2.1 Various Types of Diversities

When employing the narrow band modulation (30kHz band) that is the same as the analog FM modulation system
used in the existing Cellular system, the multi-paths of radio waves create a serious fading. However, in the CDMA
broadband modulation (1.25MHz band), three types of diversities (time, frequency, and space) are used to reduce
serious fading problems generated from radio channels in order to obtain high-quality calls.
Time diversity can be obtained through the use of code interleaving and error correction code whereas frequency
diversity can be obtained by spreading signal energy to wider frequency band. The fading related to normal
frequency can affect the normal 200~300KHz among signal bands and accordingly, serious effect can be avoided.
Moreover, space diversity (also called path diversity) can be realized with the following three types of methods.
First, it can be obtained by the duplication of cell site receive antenna. Second, it can be obtained through the use of
multi-signal processing device that receives a transmit signal having each different transmission delay time and then,
combines them. Third, it can be obtained through the multiple cell site connection (Soft Handoff) that connects the
mobile station with more than two cell sites at the same time.

2.2 Power Control

The CDMA system utilizes the forward (from a base station to mobile stations) and backward (from the mobile
station to the base station) power control in order to increase the call processing capacity and obtain high-quality calls.
In case the originating signals of mobile stations are received by the cell site in the minimum call quality level (signal
to interference) through the use of transmit power con trol on all the mobile stations, the syste m capacity can be
maximized. If the signal power of mobile station is received too strong, the performance of that mobile station is
improved. However, because of this, the interference on other mobile stations using the same channel is increased
and accordingly, the call quality of other subscribers is reduced unless the maximum accommodation capacity is
reduced.
In the CDMA system, forward power control, backward open loop power control, and closed loop power control
methods are used. The forward power control is carried out in the cell site to reduce the transmit power on mobile
stations less affected by the multi-path fading and shadow phenomenon and the interference of other cell sites when
the mobile station is not engaged in the call or is relatively nearer to the corresponding cell site. This is also used to
provide additional power to mobile stations having high call error rates, located in bad reception areas or far away
from the cell site.
The backward open loop power control is carried out in a corresponding mobile station; the mobile station measures
power received from the cell site and then, reversely increases/decreases transmit power in order to compensate
channel changes caused by the forward link path loss and terrain characteristics in relation to the mobile station in the
cell site. By doing so, all the mobile transmit signals received by the base station have same strength.

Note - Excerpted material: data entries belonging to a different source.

impl Dashboard {
    pub fn new(
        table: MortalityTable,
        boundaries: Option<Boundaries>,
        feature_id_key: impl Into<String>,
    ) -> Self {
        Self {
            table,
            boundaries,
            feature_id_key: feature_id_key.into(),
        }
    }

    pub fn table(&self) -> &MortalityTable {
        &self.table
    }

    pub fn boundaries(&self) -> Option<&Boundaries> {
        self.boundaries.as_ref()
    }

    /// Render the tab named by a UI event
    ///
    /// No event (first page load) shows the map. Unknown ids get a notice
    /// rather than an error.
    pub fn render(&self, tab_id: Option<&str>) -> Result<TabContent, AggregateError> {
        let tab = match tab_id {
            None => Tab::default(),
            Some(id) => match Tab::from_id(id) {
                Some(tab) => tab,
                None => {
                    info!("Unknown tab requested: {}", id);
                    return Ok(TabContent::message(INVALID_TAB));
                }
            },
        };
        self.render_tab(tab)
    }

    pub fn render_tab(&self, tab: Tab) -> Result<TabContent, AggregateError> {
        info!("Tab selected: {}", tab.id());
        let start = Instant::now();

        let content = match tab {
            Tab::Mapa => self.map()?,
            Tab::Meses => self.months()?,
            Tab::Violencia => self.violent_municipalities()?,
            Tab::Bajas => self.least_mortality()?,
            Tab::Causas => self.top_causes()?,
            Tab::Sexo => self.sex_by_department()?,
            Tab::Edad => self.age_distribution()?,
        };

        debug!("Rendered {} in {:.2?}", tab.id(), start.elapsed());
        Ok(content)
    }

    fn map(&self) -> Result<TabContent, AggregateError> {
        let mut rows = aggregate::deaths_by_department(&self.table)?;

        let figure = if self.boundaries.is_some() {
            let (locations, z) = rows.into_iter().map(|r| (r.label, r.count)).unzip();
            Figure::new("Distribución de muertes por departamento (2019)")
                .with_trace(
                    ChoroplethTrace {
                        geojson: GEOJSON_URL.to_string(),
                        featureidkey: self.feature_id_key.clone(),
                        locations,
                        z,
                        colorscale: "Reds",
                        colorbar: ColorBar {
                            title: Title::new("Defunciones"),
                        },
                    }
                    .into(),
                )
                .fit_locations()
        } else {
            rows.sort_by(|a, b| a.count.cmp(&b.count).then_with(|| a.label.cmp(&b.label)));
            let (labels, counts) = rows.into_iter().map(|r| (r.label, r.count)).unzip();
            Figure::new("Defunciones por departamento (GeoJSON no encontrado)")
                .with_trace(BarTrace::horizontal(labels, counts).into())
                .with_axis_titles("Defunciones", "DEPARTAMENTO")
        };

        Ok(TabContent::Graph { figure })
    }

    fn months(&self) -> Result<TabContent, AggregateError> {
        let (labels, counts) = aggregate::deaths_by_month(&self.table)?
            .into_iter()
            .filter_map(|r| Some((month_label(r.month)?.to_string(), r.count)))
            .unzip();

        let figure = Figure::new("Total de muertes por mes (2019)")
            .with_trace(ScatterTrace::line_with_markers(labels, counts).into())
            .with_axis_titles("Mes", "Defunciones");
        Ok(TabContent::Graph { figure })
    }

    fn violent_municipalities(&self) -> Result<TabContent, AggregateError> {
        let Some(rows) = aggregate::violent_municipalities(&self.table, VIOLENT_LIMIT)? else {
            return Ok(TabContent::warning(NO_VIOLENT_RECORDS));
        };

        let (labels, counts) = rows.into_iter().map(|r| (r.label, r.count)).unzip();
        let figure = Figure::new("5 ciudades más violentas (CIE-10 X95–X99)")
            .with_trace(
                BarTrace::vertical(labels, counts)
                    .colored_by_count("Reds", "Casos")
                    .into(),
            )
            .with_axis_titles("Municipio", "Número de casos")
            .transparent();
        Ok(TabContent::Graph { figure })
    }

    fn least_mortality(&self) -> Result<TabContent, AggregateError> {
        let (labels, values) =
            aggregate::least_mortality_municipalities(&self.table, LEAST_MORTALITY_LIMIT)?
                .into_iter()
                .map(|r| (r.label, r.count))
                .unzip();

        let figure = Figure::new("10 ciudades con menor mortalidad")
            .with_trace(PieTrace { labels, values }.into());
        Ok(TabContent::Graph { figure })
    }

    fn top_causes(&self) -> Result<TabContent, AggregateError> {
        let causes = aggregate::top_causes(&self.table, TOP_CAUSES_LIMIT)?;
        if causes.is_empty() {
            return Ok(TabContent::warning(NO_CAUSES));
        }

        // Largest bar on top: horizontal bars draw bottom-up
        let (labels, counts) = causes
            .iter()
            .rev()
            .map(|c| (c.description.clone(), c.count))
            .unzip();
        let figure = Figure::new("10 principales causas de muerte en Colombia (2019)")
            .with_trace(
                BarTrace::horizontal(labels, counts)
                    .colored_by_count("Blues", "Casos")
                    .into(),
            )
            .with_axis_titles("Casos", CAUSA_MUERTE);

        let data = causes
            .into_iter()
            .map(|c| {
                let mut row = Map::new();
                row.insert(COD_MUERTE.to_string(), Value::from(c.code));
                row.insert(CAUSA_MUERTE.to_string(), Value::from(c.description));
                row.insert("Casos".to_string(), Value::from(c.count));
                row
            })
            .collect();
        let table = DataTable {
            columns: vec![
                TableColumn::new("Código CIE-10", COD_MUERTE),
                TableColumn::new("Causa", CAUSA_MUERTE),
                TableColumn::new("Total de Casos", "Casos"),
            ],
            data,
            page_size: TABLE_PAGE_SIZE,
        };

        Ok(TabContent::GraphWithTable { figure, table })
    }

    fn sex_by_department(&self) -> Result<TabContent, AggregateError> {
        let rows = aggregate::deaths_by_department_and_sex(&self.table)?;

        let mut sexes: Vec<&str> = rows.iter().map(|r| r.sex.as_str()).collect();
        sexes.sort_unstable();
        sexes.dedup();

        let mut figure = Figure::new("Muertes por sexo y departamento")
            .stacked()
            .with_axis_titles("DEPARTAMENTO", "Casos")
            .with_legend_title("SEXO");
        for sex in sexes {
            let (departments, counts) = rows
                .iter()
                .filter(|r| r.sex == sex)
                .map(|r| (r.department.clone(), r.count))
                .unzip();
            figure = figure.with_trace(BarTrace::vertical(departments, counts).named(sex).into());
        }

        Ok(TabContent::Graph { figure })
    }

    fn age_distribution(&self) -> Result<TabContent, AggregateError> {
        let (labels, counts) = aggregate::deaths_by_age_cohort(&self.table)?
            .into_iter()
            .map(|(cohort, count)| (cohort.label().to_string(), count))
            .unzip();

        let figure = Figure::new("Distribución de muertes por grupo de edad")
            .with_trace(BarTrace::vertical(labels, counts).into())
            .with_axis_titles("GRUPO_EDAD_CAT", "Defunciones")
            .with_x_categories(AgeCohort::labels());
        Ok(TabContent::Graph { figure })
    }
}
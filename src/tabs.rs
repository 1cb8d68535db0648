//! Sidebar tabs and the content each one renders

use serde::Serialize;

use crate::figure::Figure;

/// The seven dashboard views, in sidebar order
#[derive(Debug, Clone, Copy, PartialEq, Eq, Hash, Default)]
pub enum Tab {
    /// National choropleth of deaths per department
    #[default]
    Mapa,
    /// Deaths per month
    Meses,
    /// Municipalities with most homicides
    Violencia,
    /// Municipalities with fewest deaths
    Bajas,
    /// Leading causes of death
    Causas,
    /// Deaths by sex and department
    Sexo,
    /// Deaths by age cohort
    Edad,
}

impl Tab {
    pub const ALL: [Tab; 7] = [
        Tab::Mapa,
        Tab::Meses,
        Tab::Violencia,
        Tab::Bajas,
        Tab::Causas,
        Tab::Sexo,
        Tab::Edad,
    ];

    /// Identifier used in URLs and element ids
    pub fn id(&self) -> &'static str {
        match self {
            Tab::Mapa => "mapa",
            Tab::Meses => "meses",
            Tab::Violencia => "violencia",
            Tab::Bajas => "bajas",
            Tab::Causas => "causas",
            Tab::Sexo => "sexo",
            Tab::Edad => "edad",
        }
    }

    pub fn label(&self) -> &'static str {
        match self {
            Tab::Mapa => "Mapa nacional",
            Tab::Meses => "Muertes por mes",
            Tab::Violencia => "Ciudades violentas",
            Tab::Bajas => "Ciudades con menor mortalidad",
            Tab::Causas => "Principales causas",
            Tab::Sexo => "Muertes por sexo",
            Tab::Edad => "Distribución por edad",
        }
    }

    /// Ordinal shown before the label ("1.", "2.", ...)
    pub fn marker(&self) -> String {
        let position = Self::ALL.iter().position(|t| t == self).unwrap_or(0);
        format!("{}.", position + 1)
    }

    pub fn from_id(id: &str) -> Option<Self> {
        let id = id.trim().trim_start_matches("tab-");
        Self::ALL.into_iter().find(|tab| tab.id() == id)
    }
}

/// Sidebar entry as sent to the browser
#[derive(Debug, Clone, Serialize)]
pub struct TabEntry {
    pub id: &'static str,
    pub label: &'static str,
    pub marker: String,
}

/// All sidebar entries in order
pub fn sidebar() -> Vec<TabEntry> {
    Tab::ALL
        .iter()
        .map(|tab| TabEntry {
            id: tab.id(),
            label: tab.label(),
            marker: tab.marker(),
        })
        .collect()
}

/// What the content area shows after a tab is selected
#[derive(Debug, Clone, Serialize)]
#[serde(tag = "kind", rename_all = "snake_case")]
pub enum TabContent {
    Graph { figure: Figure },
    GraphWithTable { figure: Figure, table: DataTable },
    /// Highlighted notice shown instead of an empty chart
    Warning { message: String },
    /// Plain notice
    Message { message: String },
}

impl TabContent {
    pub fn warning(message: impl Into<String>) -> Self {
        TabContent::Warning {
            message: message.into(),
        }
    }

    pub fn message(message: impl Into<String>) -> Self {
        TabContent::Message {
            message: message.into(),
        }
    }

    pub fn figure(&self) -> Option<&Figure> {
        match self {
            TabContent::Graph { figure } | TabContent::GraphWithTable { figure, .. } => {
                Some(figure)
            }
            TabContent::Warning { .. } | TabContent::Message { .. } => None,
        }
    }
}

/// Paged table under a chart
#[derive(Debug, Clone, Serialize)]
pub struct DataTable {
    pub columns: Vec<TableColumn>,
    pub data: Vec<serde_json::Map<String, serde_json::Value>>,
    pub page_size: usize,
}

#[derive(Debug, Clone, Serialize)]
pub struct TableColumn {
    pub name: String,
    pub id: String,
}

impl TableColumn {
    pub fn new(name: impl Into<String>, id: impl Into<String>) -> Self {
        Self {
            name: name.into(),
            id: id.into(),
        }
    }
}
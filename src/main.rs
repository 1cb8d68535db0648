//! mortalidad-dashboard CLI
//!
//! Loads the 2019 mortality inputs once and serves the dashboard.
//!
//! Usage:
//!   mortalidad-dashboard [OPTIONS]
//!   mortalidad-dashboard --summary [-o report.txt]

use std::fs::File;
use std::io::{BufWriter, Write, stdout};
use std::path::PathBuf;
use std::process;
use std::time::Instant;

use clap::Parser;
use tracing::{debug, info};
use tracing_subscriber::{EnvFilter, fmt};

use mortalidad_dashboard::{
    DashboardConfig, generate_summary, load_config, load_config_file, load_dashboard,
    web::{ServerConfig, start_server},
};

/// mortalidad-dashboard - Explore 2019 Colombian mortality data
#[derive(Parser, Debug)]
#[command(name = "mortalidad-dashboard")]
#[command(author, version, about, long_about = None)]
struct Args {
    /// Config file path (default: search for mortalidad.toml)
    #[arg(short, long)]
    config: Option<PathBuf>,

    /// Directory holding the input files (overrides [data].dir)
    #[arg(short, long)]
    data_dir: Option<PathBuf>,

    /// Address to bind (default: 127.0.0.1)
    #[arg(long)]
    host: Option<String>,

    /// Port for web server (default: 8050)
    #[arg(short, long)]
    port: Option<u16>,

    /// Don't open browser automatically when starting web server
    #[arg(long)]
    no_open: bool,

    /// API endpoint URL for frontend (useful for separate deployments)
    #[arg(long)]
    api_endpoint: Option<String>,

    /// Print a load summary instead of serving
    #[arg(short, long)]
    summary: bool,

    /// Output file for the summary (default: stdout)
    #[arg(short, long)]
    output: Option<PathBuf>,

    /// Verbose output
    #[arg(short, long)]
    verbose: bool,
}

fn main() {
    let args = Args::parse();
    init_logging(args.verbose);

    if let Err(e) = run(args) {
        eprintln!("Error: {}", e);
        process::exit(1);
    }
}

fn init_logging(verbose: bool) {
    let default = if verbose {
        "info,mortalidad_dashboard=debug"
    } else {
        "info"
    };
    let env = EnvFilter::try_from_default_env().unwrap_or_else(|_| EnvFilter::new(default));
    fmt::Subscriber::builder()
        .with_env_filter(env)
        .with_writer(std::io::stderr)
        .init();
}

fn run(args: Args) -> Result<(), Box<dyn std::error::Error>> {
    let total_start = Instant::now();

    // An explicit --config must load; a searched one may be absent
    let mut config = match &args.config {
        Some(path) => load_config_file(path)?,
        None => {
            let cwd = std::env::current_dir()?;
            load_config(&cwd)?
        }
    };
    apply_overrides(&mut config, &args);
    debug!("Configuration: {:?}", config);

    let dashboard = load_dashboard(&config)?;
    info!(
        "Loaded {} records in {:.2?}",
        dashboard.table().len(),
        total_start.elapsed()
    );

    if args.summary {
        let output: Box<dyn Write> = match &args.output {
            Some(path) => Box::new(BufWriter::new(File::create(path)?)),
            None => Box::new(stdout()),
        };
        let mut writer = output;
        generate_summary(&dashboard, &mut writer)?;
        writer.flush()?;

        if let Some(path) = &args.output {
            info!("Summary written to: {}", path.display());
        }
        return Ok(());
    }

    let server_config = ServerConfig {
        host: config.server.host.clone(),
        port: config.server.port,
        open_browser: config.server.open_browser,
        api_endpoint: args.api_endpoint.clone(),
    };

    // Run the web server using tokio runtime
    let rt = tokio::runtime::Runtime::new()?;
    rt.block_on(start_server(dashboard, config.ui, server_config))
        .map_err(|e| -> Box<dyn std::error::Error> { e })?;

    Ok(())
}

/// CLI args override config, which overrides defaults
fn apply_overrides(config: &mut DashboardConfig, args: &Args) {
    if let Some(dir) = &args.data_dir {
        config.data.dir = dir.clone();
    }
    if let Some(host) = &args.host {
        config.server.host = host.clone();
    }
    if let Some(port) = args.port {
        config.server.port = port;
    }
    if args.no_open {
        config.server.open_browser = false;
    }
}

Moreover, the backward closed loop power control used by the mobile station is performed to control power using
the commands issued out by the cell site. The cell site receives the signal of each corresponding mobile station and
compares this with the pre-set threshold value and then, issues out power increase/decrease commands to the
corresponding mobile station every 1.25msec (800 times per second). By doing so, the gain tolerance and the
different radio propagation loss on the forward/backward link are complemented.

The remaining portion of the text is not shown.